Camp limbo: Large, roving homeless community faces uncertain future in South Sacramento

As Sacramento Steps Forward works with largely Southeast Asian encampment, police have delayed enforcing vacate order

“May” didn’t know whether to clean or pack, so she did both, collecting her belongings near a bush in the disheveled lot that had become a way station for more than a dozen homeless people. Five days earlier, police visited the makeshift encampment, just off a busy thoroughfare in south Sacramento, and told the 19 people here what other cops had said times and places before: They’d have to move along, or face arrest.

Once again, a large homeless encampment found itself in an anxious race against time, only no one knows how much is left.

(Because they’re trying to avoid drawing complaints to authorities, SN&R agreed not to name the individuals or disclose their exact location.)

This group has been through this before. About two miles away in unincorporated territory, approximately 45 people, many of Southeast Asian descent, lived in a village of tents on a massive scab of hard, abandoned earth.

The camp existed for years, but complaints to the sheriff’s department resulted in a July 26 operation that scattered its occupants from the property. The largest group migrated across the border in city territory, resettling in a vacant lot beside an automotive shop. But the lot is visible from the street, and drew unwanted attention almost immediately.

On August 24, city police officers notified the camp that its occupants would have to leave. That kicked off a frantic few days in which two activists called, texted and emailed Sacramento Steps Forward, pleading with the region’s lead homeless agency to provide the people with an alternative to re-relocating or being cited for violating city laws against “unlawful camping” and storing property on private lands. By multiple accounts, Steps Forward responded, though not without some early stumbles.

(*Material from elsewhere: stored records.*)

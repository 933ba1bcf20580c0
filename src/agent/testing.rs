//! Scripted [`CompletionBackend`] for exercising the chat engine offline.

use std::sync::{Arc, Mutex};

use async_trait::async_trait;
use tokio::sync::{mpsc, Notify};

use super::CompletionBackend;
use crate::errors::AppError;
use crate::models::Message;

#[derive(Default)]
pub(crate) struct ScriptedBackend {
    fragments: Vec<String>,
    fail_after: Option<usize>,
    title: Option<String>,
    suggestions: Option<Vec<String>>,
    hold: Option<(usize, Arc<Notify>)>,
    pub(crate) chat_calls: Mutex<Vec<(Vec<Message>, String)>>,
    pub(crate) title_prompts: Mutex<Vec<String>>,
    pub(crate) list_prompts: Mutex<Vec<String>>,
}

impl ScriptedBackend {
    pub(crate) fn replying(fragments: &[&str]) -> Self {
        Self {
            fragments: fragments.iter().map(|f| f.to_string()).collect(),
            ..Self::default()
        }
    }

    /// Sends `count` fragments, then fails the stream.
    pub(crate) fn failing_after(mut self, count: usize) -> Self {
        self.fail_after = Some(count);
        self
    }

    pub(crate) fn with_title(mut self, title: &str) -> Self {
        self.title = Some(title.to_string());
        self
    }

    pub(crate) fn with_suggestions(mut self, suggestions: &[&str]) -> Self {
        self.suggestions = Some(suggestions.iter().map(|s| s.to_string()).collect());
        self
    }

    /// Keeps each stream open after its fragments until `hold` is notified.
    pub(crate) fn held_by(mut self, hold: Arc<Notify>) -> Self {
        self.hold = Some((usize::MAX, hold));
        self
    }

    /// Stops after `count` fragments until `hold` is notified.
    pub(crate) fn paused_after(mut self, count: usize, hold: Arc<Notify>) -> Self {
        self.hold = Some((count, hold));
        self
    }

    async fn wait_at(&self, sent: usize) {
        if let Some((at, hold)) = &self.hold {
            if (*at).min(self.fragments.len()) == sent {
                hold.notified().await;
            }
        }
    }

    pub(crate) fn title_prompts(&self) -> Vec<String> {
        self.title_prompts.lock().unwrap().clone()
    }
}

#[async_trait]
impl CompletionBackend for ScriptedBackend {
    async fn stream_chat(
        &self,
        history: &[Message],
        user_message: &str,
        tx: mpsc::Sender<String>,
    ) -> Result<(), AppError> {
        self.chat_calls
            .lock()
            .unwrap()
            .push((history.to_vec(), user_message.to_string()));

        for (sent, fragment) in self.fragments.iter().enumerate() {
            self.wait_at(sent).await;
            if self.fail_after == Some(sent) {
                return Err(AppError::InferenceError { message: "stream reset".to_string() });
            }
            if tx.send(fragment.clone()).await.is_err() {
                return Ok(());
            }
        }
        if self.fail_after.is_some_and(|n| n >= self.fragments.len()) {
            return Err(AppError::OllamaUnavailable { host: "scripted".to_string() });
        }
        self.wait_at(self.fragments.len()).await;
        Ok(())
    }

    async fn complete(&self, prompt: &str) -> Result<String, AppError> {
        self.title_prompts.lock().unwrap().push(prompt.to_string());
        self.title
            .clone()
            .ok_or_else(|| AppError::InferenceError { message: "no title scripted".to_string() })
    }

    async fn complete_list(
        &self,
        prompt: &str,
        _schema: serde_json::Value,
    ) -> Result<Vec<String>, AppError> {
        self.list_prompts.lock().unwrap().push(prompt.to_string());
        self.suggestions
            .clone()
            .ok_or_else(|| AppError::InferenceError { message: "no suggestions scripted".to_string() })
    }
}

The next day didn’t go great, for instance. It took until around 4:30 p.m. that Thursday before two Steps Forward navigators visited the camp, and one occupant said the navigators offered them services they had already accepted: help obtaining identification and MediCal. Emergency housing wasn’t yet a possibility.

“So we’re back to square one again,” the young woman texted SN&R. She had recently returned to the camp after a stay in the hospital, but has since departed and hasn’t responded to texts.

Shortly after navigators left, police arrived again, posting an official vacate notice on a fence post in the camp. But officers post-dated the neon green notice by more than 24 hours to buy the occupants an additional day to clear out. And even that deadline hasn’t been enforced, though the camp’s occupants know they’re on borrowed time.

“Any day it could happen,” one of the men, “Ed,” told SN&R on Monday about the prospect of a forced eviction.

Ed says officers told them to avoid doing anything that would get police called to the location—don’t let trash accumulate, don’t get caught going to the bathroom, no fires or public arguments. In other words, they’ve got to walk a tightrope, living in plain sight without leaving any trace of their existence.

Ed says he understands where the police are coming from. “It could be just one call. Enough paperwork piles up about a place, they got to do something about it,” he said. “We got to keep a low profile at least.”

Meanwhile, Steps Forward is continuing to work with the group.

Navigators visited the site on Friday and Monday, according to Shirley K. Smith, a principal consultant with SKS Communications, a public relations firm that handles Steps Forward’s media requests.

In an email, Smith said navigators were working to remove barriers that would prevent the camp’s occupants from accessing community resources, like needing identification to apply for general assistance and housing placement. Smith noted “a language barrier and some cultural sensitivities” that proved “a road block” with some clients, but said a culturally appropriate community group was helping soften those issues.

Smith said that nearly half of the 19 clients “may qualify for and be offered emergency housing options within the next few days.” Navigators were still assessing the other half.

Some of them say they don’t want to be split up into shelters, that they’d rather stick together. But they also had positive things to say about Steps Forward navigators. On Monday evening, the mood at the camp was cautiously optimistic—and antsy.

May says she doesn’t plan on being homeless the rest of her life. Once she obtains an ID, she wants to find a job, work her way back indoors. “Homeless is not what I’m looking for the rest of my life,” she said.

That story is common here. In the meantime, no one can say whether the tightknit camp will be allowed to remain as its occupants navigate an unfamiliar process. Outlaws by their mere existence, they find themselves in a precarious detente that could end at any time.

“At the moment, we’re just on edge. At any moment, we can fall,” May reflected. She asks if the city and county will ever allow a tent city for people like her, with no other place to go. “So my words [are], ‘Would there be hope?’”

No, says her neighbor.

“Never,” Ed said. “And that’s the truth. And you know it.”

Maybe. But it made her bow her head and cry anyway.